-- The data follows --
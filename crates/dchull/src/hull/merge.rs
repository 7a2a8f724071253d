//! Merge of two adjacent sub-hulls: tangents, stitch, cleanup.
//!
//! Inputs are CCW hulls of two lexicographically separated, duplicate-free
//! point sets (every left point < every right point). The output is the
//! strictly convex CCW hull of their union.

use std::cmp::Ordering;

use crate::geom2::{lex_extreme, orient, Point2};

use super::tangent::{lower_tangent, upper_tangent};
use super::types::{Bridges, Tangent};

/// Result of one merge.
#[derive(Clone, Debug, PartialEq)]
pub struct Merged {
    pub vertices: Vec<Point2>,
    /// `None` for the single-point/single-point join, which needs no search.
    pub bridges: Option<Bridges>,
}

/// Merge `left` and `right` into one hull.
pub fn merge_hulls(left: &[Point2], right: &[Point2], eps: f64) -> Merged {
    if left.len() == 1 && right.len() == 1 {
        let vertices = if left[0] == right[0] {
            vec![left[0]]
        } else {
            vec![left[0], right[0]]
        };
        return Merged {
            vertices,
            bridges: None,
        };
    }
    let upper = upper_tangent(left, right, eps);
    let lower = lower_tangent(left, right, eps);
    let vertices = if upper == lower {
        // One line supports both hulls from both sides: everything is collinear.
        collinear_extremes(left, right)
    } else {
        prune_collinear(stitch(left, right, upper, lower), eps)
    };
    Merged {
        vertices,
        bridges: Some(Bridges { upper, lower }),
    }
}

/// Left outer chain `upper.left ..= lower.left`, then right outer chain
/// `lower.right ..= upper.right`, both walked forward.
pub(crate) fn stitch(left: &[Point2], right: &[Point2], upper: Tangent, lower: Tangent) -> Vec<Point2> {
    let mut out = Vec::with_capacity(left.len() + right.len());
    let mut k = upper.left;
    loop {
        out.push(left[k]);
        if k == lower.left {
            break;
        }
        k = (k + 1) % left.len();
    }
    let mut k = lower.right;
    loop {
        out.push(right[k]);
        if k == upper.right {
            break;
        }
        k = (k + 1) % right.len();
    }
    out
}

fn collinear_extremes(left: &[Point2], right: &[Point2]) -> Vec<Point2> {
    let lo = left[lex_extreme(left, Ordering::Less)];
    let hi = right[lex_extreme(right, Ordering::Greater)];
    if lo == hi {
        vec![lo]
    } else {
        vec![lo, hi]
    }
}

/// Drop vertices whose turn is at most `eps` (collinear, repeated, or
/// numerically reflex) from a weakly convex CCW cycle.
pub(crate) fn prune_collinear(cycle: Vec<Point2>, eps: f64) -> Vec<Point2> {
    let mut out: Vec<Point2> = Vec::with_capacity(cycle.len());
    for p in cycle {
        while out.len() >= 2 && orient(out[out.len() - 2], out[out.len() - 1], p) <= eps {
            out.pop();
        }
        out.push(p);
    }
    // The seam (last, first) was never tested.
    let mut start = 0;
    while out.len() - start >= 3 {
        let n = out.len();
        if orient(out[n - 2], out[n - 1], out[start]) <= eps {
            out.pop();
        } else if orient(out[n - 1], out[start], out[start + 1]) <= eps {
            start += 1;
        } else {
            break;
        }
    }
    out.drain(..start);
    out
}

#[cfg(test)]
mod tests {
    use super::*;
    use nalgebra::vector;

    #[test]
    fn two_points_join_or_collapse() {
        let a = vector![0.0, 0.0];
        let b = vector![1.0, 1.0];
        let m = merge_hulls(&[a], &[b], 0.0);
        assert_eq!(m.vertices, vec![a, b]);
        assert!(m.bridges.is_none());
        assert_eq!(merge_hulls(&[a], &[a], 0.0).vertices, vec![a]);
    }

    #[test]
    fn merge_drops_point_on_base() {
        // left: (0,0)-(1,0); right: (1,1)-(2,0)
        let left = vec![vector![0.0, 0.0], vector![1.0, 0.0]];
        let right = vec![vector![1.0, 1.0], vector![2.0, 0.0]];
        let m = merge_hulls(&left, &right, 0.0);
        let b = m.bridges.expect("tangent merge");
        assert_eq!(b.upper, Tangent { left: 0, right: 0 });
        assert_eq!(b.lower, Tangent { left: 1, right: 1 });
        assert_eq!(
            m.vertices,
            vec![vector![0.0, 0.0], vector![2.0, 0.0], vector![1.0, 1.0]]
        );
    }

    #[test]
    fn collinear_merge_keeps_extremes() {
        let left = vec![vector![0.0, 0.0], vector![0.0, 1.0]];
        let right = vec![vector![0.0, 2.0], vector![0.0, 3.0]];
        let m = merge_hulls(&left, &right, 0.0);
        assert_eq!(m.vertices, vec![vector![0.0, 0.0], vector![0.0, 3.0]]);
        let b = m.bridges.expect("tangent merge");
        assert_eq!(b.upper, b.lower);
    }

    #[test]
    fn prune_handles_the_seam() {
        // (0,2) sits on the closing edge (0,3) -> (0,0).
        let cycle = vec![
            vector![0.0, 2.0],
            vector![0.0, 0.0],
            vector![1.0, 0.0],
            vector![0.0, 3.0],
        ];
        assert_eq!(
            prune_collinear(cycle, 0.0),
            vec![vector![0.0, 0.0], vector![1.0, 0.0], vector![0.0, 3.0]]
        );
    }

    #[test]
    fn stitch_walks_outer_chains() {
        let left = vec![vector![0.0, 0.0], vector![0.0, 1.0]];
        let right = vec![vector![1.0, 0.0], vector![1.0, 1.0]];
        let upper = Tangent { left: 1, right: 1 };
        let lower = Tangent { left: 0, right: 0 };
        assert_eq!(
            stitch(&left, &right, upper, lower),
            vec![
                vector![0.0, 1.0],
                vector![0.0, 0.0],
                vector![1.0, 0.0],
                vector![1.0, 1.0]
            ]
        );
    }
}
-- The data concluded --
__What is needed__
Repeat the listing above word for word, with no line missing.

__Finished task__
filename crates/dchull/src/hull/merge.rs
repository 7a2a8f724071253d
//! Merge of two adjacent sub-hulls: tangents, stitch, cleanup.
//!
//! Inputs are CCW hulls of two lexicographically separated, duplicate-free
//! point sets (every left point < every right point). The output is the
//! strictly convex CCW hull of their union.

use std::cmp::Ordering;

use crate::geom2::{lex_extreme, orient, Point2};

use super::tangent::{lower_tangent, upper_tangent};
use super::types::{Bridges, Tangent};

/// Result of one merge.
#[derive(Clone, Debug, PartialEq)]
pub struct Merged {
    pub vertices: Vec<Point2>,
    /// `None` for the single-point/single-point join, which needs no search.
    pub bridges: Option<Bridges>,
}

/// Merge `left` and `right` into one hull.
pub fn merge_hulls(left: &[Point2], right: &[Point2], eps: f64) -> Merged {
    if left.len() == 1 && right.len() == 1 {
        let vertices = if left[0] == right[0] {
            vec![left[0]]
        } else {
            vec![left[0], right[0]]
        };
        return Merged {
            vertices,
            bridges: None,
        };
    }
    let upper = upper_tangent(left, right, eps);
    let lower = lower_tangent(left, right, eps);
    let vertices = if upper == lower {
        // One line supports both hulls from both sides: everything is collinear.
        collinear_extremes(left, right)
    } else {
        prune_collinear(stitch(left, right, upper, lower), eps)
    };
    Merged {
        vertices,
        bridges: Some(Bridges { upper, lower }),
    }
}

/// Left outer chain `upper.left ..= lower.left`, then right outer chain
/// `lower.right ..= upper.right`, both walked forward.
pub(crate) fn stitch(left: &[Point2], right: &[Point2], upper: Tangent, lower: Tangent) -> Vec<Point2> {
    let mut out = Vec::with_capacity(left.len() + right.len());
    let mut k = upper.left;
    loop {
        out.push(left[k]);
        if k == lower.left {
            break;
        }
        k = (k + 1) % left.len();
    }
    let mut k = lower.right;
    loop {
        out.push(right[k]);
        if k == upper.right {
            break;
        }
        k = (k + 1) % right.len();
    }
    out
}

fn collinear_extremes(left: &[Point2], right: &[Point2]) -> Vec<Point2> {
    let lo = left[lex_extreme(left, Ordering::Less)];
    let hi = right[lex_extreme(right, Ordering::Greater)];
    if lo == hi {
        vec![lo]
    } else {
        vec![lo, hi]
    }
}

/// Drop vertices whose turn is at most `eps` (collinear, repeated, or
/// numerically reflex) from a weakly convex CCW cycle.
pub(crate) fn prune_collinear(cycle: Vec<Point2>, eps: f64) -> Vec<Point2> {
    let mut out: Vec<Point2> = Vec::with_capacity(cycle.len());
    for p in cycle {
        while out.len() >= 2 && orient(out[out.len() - 2], out[out.len() - 1], p) <= eps {
            out.pop();
        }
        out.push(p);
    }
    // The seam (last, first) was never tested.
    let mut start = 0;
    while out.len() - start >= 3 {
        let n = out.len();
        if orient(out[n - 2], out[n - 1], out[start]) <= eps {
            out.pop();
        } else if orient(out[n - 1], out[start], out[start + 1]) <= eps {
            start += 1;
        } else {
            break;
        }
    }
    out.drain(..start);
    out
}

#[cfg(test)]
mod tests {
    use super::*;
    use nalgebra::vector;

    #[test]
    fn two_points_join_or_collapse() {
        let a = vector![0.0, 0.0];
        let b = vector![1.0, 1.0];
        let m = merge_hulls(&[a], &[b], 0.0);
        assert_eq!(m.vertices, vec![a, b]);
        assert!(m.bridges.is_none());
        assert_eq!(merge_hulls(&[a], &[a], 0.0).vertices, vec![a]);
    }

    #[test]
    fn merge_drops_point_on_base() {
        // left: (0,0)-(1,0); right: (1,1)-(2,0)
        let left = vec![vector![0.0, 0.0], vector![1.0, 0.0]];
        let right = vec![vector![1.0, 1.0], vector![2.0, 0.0]];
        let m = merge_hulls(&left, &right, 0.0);
        let b = m.bridges.expect("tangent merge");
        assert_eq!(b.upper, Tangent { left: 0, right: 0 });
        assert_eq!(b.lower, Tangent { left: 1, right: 1 });
        assert_eq!(
            m.vertices,
            vec![vector![0.0, 0.0], vector![2.0, 0.0], vector![1.0, 1.0]]
        );
    }

    #[test]
    fn collinear_merge_keeps_extremes() {
        let left = vec![vector![0.0, 0.0], vector![0.0, 1.0]];
        let right = vec![vector![0.0, 2.0], vector![0.0, 3.0]];
        let m = merge_hulls(&left, &right, 0.0);
        assert_eq!(m.vertices, vec![vector![0.0, 0.0], vector![0.0, 3.0]]);
        let b = m.bridges.expect("tangent merge");
        assert_eq!(b.upper, b.lower);
    }

    #[test]
    fn prune_handles_the_seam() {
        // (0,2) sits on the closing edge (0,3) -> (0,0).
        let cycle = vec![
            vector![0.0, 2.0],
            vector![0.0, 0.0],
            vector![1.0, 0.0],
            vector![0.0, 3.0],
        ];
        assert_eq!(
            prune_collinear(cycle, 0.0),
            vec![vector![0.0, 0.0], vector![1.0, 0.0], vector![0.0, 3.0]]
        );
    }

    #[test]
    fn stitch_walks_outer_chains() {
        let left = vec![vector![0.0, 0.0], vector![0.0, 1.0]];
        let right = vec![vector![1.0, 0.0], vector![1.0, 1.0]];
        let upper = Tangent { left: 1, right: 1 };
        let lower = Tangent { left: 0, right: 0 };
        assert_eq!(
            stitch(&left, &right, upper, lower),
            vec![
                vector![0.0, 1.0],
                vector![0.0, 0.0],
                vector![1.0, 0.0],
                vector![1.0, 1.0]
            ]
        );
    }
}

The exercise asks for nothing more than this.